Published by , Editorial Assistant
Hydrocarbon Engineering,

Kinder Morgan Inc. (KMI), alongside announcing its results for 3Q18, has provided an update on its current natural gas projects, including the liquefaction facility at Elba Island, Georgia, US.

Construction continues on the nearly US$2 billion project. The federally approved project at the existing Southern LNG Co. facility at Elba Island will have a total liquefaction capacity of approximately 2.5 million tpy of LNG, equivalent to approximately 350 million ft3/d of natural gas. 

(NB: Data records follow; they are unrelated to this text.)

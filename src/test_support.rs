use std::sync::atomic::{AtomicUsize, Ordering};
use std::sync::{Arc, OnceLock};
use std::time::Duration as StdDuration;

use async_trait::async_trait;
use axum::{
    body::{to_bytes, Body},
    http::{header, Method, Request},
    response::Response,
    Router,
};
use time::macros::datetime;
use time::{Duration, OffsetDateTime};
use tokio::sync::{Mutex, Notify, OwnedMutexGuard};

use crate::api;
use crate::core::{config::Settings, security, state::AppState};
use crate::db::models::{Answer, AnswerValue, Attempt, Exam, ExamOptions, Question, ScoreState};
use crate::db::types::{GradingStatus, QuestionType, UserRole};
use crate::repositories::exams::{ExamStore, MemoryExamStore};
use crate::services::notifications::{Notifier, NotifyError, SubmissionEvent};

const TEST_SECRET_KEY: &str = "test-secret";

pub(crate) struct TestContext {
    pub(crate) state: AppState,
    pub(crate) app: Router,
    pub(crate) notifier: Arc<RecordingNotifier>,
    _guard: OwnedMutexGuard<()>,
}

pub(crate) async fn env_lock() -> OwnedMutexGuard<()> {
    static LOCK: OnceLock<Arc<Mutex<()>>> = OnceLock::new();
    let lock = LOCK.get_or_init(|| Arc::new(Mutex::new(()))).clone();
    lock.lock_owned().await
}

pub(crate) fn set_test_env() {
    std::env::set_var("GRADEGATE_ENV", "test");
    std::env::remove_var("GRADEGATE_STRICT_CONFIG");
    std::env::set_var("EXAM_STORE", "memory");
    std::env::set_var("SECRET_KEY", TEST_SECRET_KEY);
    std::env::remove_var("ALGORITHM");
    std::env::remove_var("PROMETHEUS_ENABLED");
    std::env::remove_var("NOTIFY_WEBHOOK_URL");
    std::env::remove_var("NOTIFY_TIMEOUT_SECONDS");
    std::env::remove_var("EXAM_WRITE_RETRIES");
    std::env::remove_var("API_V1_STR");
    std::env::remove_var("PROJECT_NAME");
}

pub(crate) fn memory_state(settings: Settings) -> (AppState, Arc<RecordingNotifier>) {
    let notifier = Arc::new(RecordingNotifier::default());
    let store: Arc<dyn ExamStore> = Arc::new(MemoryExamStore::new());
    (AppState::new(settings, store, notifier.clone()), notifier)
}

pub(crate) async fn setup_test_context() -> TestContext {
    let guard = env_lock().await;
    set_test_env();

    let settings = Settings::load().expect("settings");
    let (state, notifier) = memory_state(settings);
    let app = api::router::router(state.clone());

    TestContext { state, app, notifier, _guard: guard }
}

impl TestContext {
    pub(crate) async fn seed(&self, exam: &Exam) {
        self.state.store().insert(exam).await.expect("seed exam");
    }

    pub(crate) async fn exam(&self, exam_id: &str) -> Exam {
        self.state.store().load(exam_id).await.expect("load").expect("exam exists").value
    }

    pub(crate) fn token(&self, sub: &str, role: UserRole, class_id: Option<&str>) -> String {
        bearer_token(self.state.settings(), sub, role, class_id)
    }
}

/// Three-question exam: Q1 objective (2), Q2 objective (3), Q3 theory (5); total 10.
pub(crate) fn scenario_exam(id: &str, allow_retakes: bool) -> Exam {
    Exam {
        id: id.to_string(),
        title: "General Science".to_string(),
        join_code: "SCI-101".to_string(),
        class_id: "class-1".to_string(),
        teacher_id: "teacher-1".to_string(),
        start_time: datetime!(2025-03-01 09:00 UTC),
        end_time: datetime!(2025-03-01 11:00 UTC),
        duration_minutes: 60,
        total_marks: 10.0,
        passing_marks: 5.0,
        options: ExamOptions { shuffle: false, allow_retakes, show_results: true },
        questions: vec![
            Question {
                question_number: 1,
                id: None,
                text: "Which planet is the largest?".to_string(),
                question_type: QuestionType::Objective,
                marks: 2.0,
                options: vec!["Mars".to_string(), "Jupiter".to_string()],
                correct_option: Some(1),
            },
            Question {
                question_number: 2,
                id: None,
                text: "What is the capital of France?".to_string(),
                question_type: QuestionType::Objective,
                marks: 3.0,
                options: vec!["London".to_string(), "Paris".to_string(), "Rome".to_string()],
                correct_option: Some(1),
            },
            Question {
                question_number: 3,
                id: None,
                text: "Explain photosynthesis.".to_string(),
                question_type: QuestionType::Theory,
                marks: 5.0,
                options: Vec::new(),
                correct_option: None,
            },
        ],
        attempts: Vec::new(),
        audit_log: Vec::new(),
    }
}

/// Scenario exam whose window is open right now.
pub(crate) fn open_exam(id: &str, allow_retakes: bool) -> Exam {
    let now = OffsetDateTime::now_utc();
    let mut exam = scenario_exam(id, allow_retakes);
    exam.start_time = now - Duration::minutes(10);
    exam.end_time = now + Duration::minutes(110);
    exam
}

pub(crate) fn blank_attempt(student_id: &str, attempt_number: u32, started_at: OffsetDateTime) -> Attempt {
    Attempt {
        id: format!("attempt-{student_id}-{attempt_number}"),
        student_id: student_id.to_string(),
        student_name: format!("Student {student_id}"),
        attempt_number,
        started_at,
        submitted_at: None,
        is_completed: false,
        submit_mode: None,
        answers: Vec::new(),
        time_spent_seconds: 0,
        question_order: vec![1, 2, 3],
        grading_status: GradingStatus::Pending,
        needs_grading: false,
        score: ScoreState::Ungraded,
        updated_at: started_at,
    }
}

pub(crate) fn answer(question_number: u32, value: AnswerValue) -> Answer {
    Answer { value, ..Answer::unanswered(question_number) }
}

pub(crate) fn bearer_token(
    settings: &Settings,
    sub: &str,
    role: UserRole,
    class_id: Option<&str>,
) -> String {
    let claims = security::Claims {
        sub: sub.to_string(),
        exp: (OffsetDateTime::now_utc() + Duration::hours(1)).unix_timestamp(),
        role,
        name: Some(format!("User {sub}")),
        class_id: class_id.map(str::to_string),
    };
    security::create_access_token(&claims, settings).expect("token")
}

pub(crate) fn json_request(
    method: Method,
    uri: &str,
    token: Option<&str>,
    body: Option<serde_json::Value>,
) -> Request<Body> {
    let mut builder = Request::builder().method(method).uri(uri);
    if let Some(token) = token {
        builder = builder.header(header::AUTHORIZATION, format!("Bearer {token}"));
    }

    match body {
        Some(body) => builder
            .header(header::CONTENT_TYPE, "application/json")
            .body(Body::from(body.to_string()))
            .expect("request"),
        None => builder.body(Body::empty()).expect("request"),
    }
}

pub(crate) async fn read_json(response: Response) -> serde_json::Value {
    let bytes = to_bytes(response.into_body(), usize::MAX).await.expect("body");
    serde_json::from_slice(&bytes).expect("json body")
}

/// Captures submission events for assertions.
#[derive(Default)]
pub(crate) struct RecordingNotifier {
    events: Mutex<Vec<SubmissionEvent>>,
    notify: Notify,
}

impl RecordingNotifier {
    pub(crate) async fn wait_for(&self, count: usize) -> Vec<SubmissionEvent> {
        tokio::time::timeout(StdDuration::from_secs(2), async {
            loop {
                let notified = self.notify.notified();
                {
                    let events = self.events.lock().await;
                    if events.len() >= count {
                        return events.clone();
                    }
                }
                notified.await;
            }
        })
        .await
        .expect("notifications delivered")
    }
}

#[async_trait]
impl Notifier for RecordingNotifier {
    async fn notify_submission(&self, event: &SubmissionEvent) -> Result<(), NotifyError> {
        self.events.lock().await.push(event.clone());
        self.notify.notify_waiters();
        Ok(())
    }
}

/// Always fails, to prove delivery errors never surface.
#[derive(Default)]
pub(crate) struct FailingNotifier {
    calls: AtomicUsize,
    notify: Notify,
}

impl FailingNotifier {
    pub(crate) async fn wait_for_call(&self) {
        tokio::time::timeout(StdDuration::from_secs(2), async {
            loop {
                let notified = self.notify.notified();
                if self.calls.load(Ordering::SeqCst) > 0 {
                    return;
                }
                notified.await;
            }
        })
        .await
        .expect("notifier called");
    }
}

#[async_trait]
impl Notifier for FailingNotifier {
    async fn notify_submission(&self, _event: &SubmissionEvent) -> Result<(), NotifyError> {
        self.calls.fetch_add(1, Ordering::SeqCst);
        self.notify.notify_waiters();
        Err(NotifyError::Status(500))
    }
}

The project is supported by a 20-year contract with Shell. The first of 10 units is expected to be placed in service in 1Q19, with the remaining nine units to come online throughout 2019. Elba Liquefaction Co. LLC (ELC), a KMI joint venture (JV) with EIG Global Energy Partners as a 49% partner, will own the liquefaction units and other ancillary equipment. Certain other facilities associated with the project are 100% owned by KMI.

Additionally, construction is continuing as planned on the Elba Express Modification Project, which is adding upstream compression facilities on the Elba Express pipeline to provide feed gas for liquefaction. Phase II of this project was placed in service on Sept. 10 and the remainder of the project is expected to be placed in service in November 2018.

KMI has also provided updates on its North America terminals projects.

Construction of all major facilities at the Base Line Terminal in Edmonton, Alberta, Canada, is materially complete, with the final tanks placed in service in 3 – 4Q18, slightly ahead of schedule. The 12-tank, 4.8 million bbl facility is fully contracted with long-term, firm take-or-pay agreements with creditworthy customers. The 50/50 JV crude oil merchant storage terminal developed by KML and Keyera Corp. is expected to be completed under budget, with Kinder Morgan investing approximately CAN$373 million.

Permitting efforts continue on the distillate storage expansion project at KML’s Vancouver Wharves terminal in North Vancouver, British Columbia, Canada. The CAN$43 million capital project, which calls for the construction of two new distillate tanks with combined storage capacity of 200 000 bbls and enhancements to the railcar unloading capabilities, is supported by a 20-year initial term, take-or-pay contract with an affiliate of a large, international integrated energy company. The project is expected to be placed in service in 1Q21.

In 3Q18, Greens Port CBR, LLC (GCBR), a 50/50 JV between affiliates of KMI and Watco Companies LLC (Watco), commissioned the first phase of enhancements to its unit-train facility at Watco’s Greens Port Industrial Park on the Houston Ship Channel, allowing for the loading of refined products for export to Mexico and other destinations. GCBR also loaded its first unit-train of refined products in mid-September. Upon completion in 2Q19, GCBR will connect with existing cross-channel lines to KMI’s Pasadena and Galena Park refined products storage complex. GCBR’s approximately US$11 million investment is supported by a three-year, firm volume commitment from a major refiner.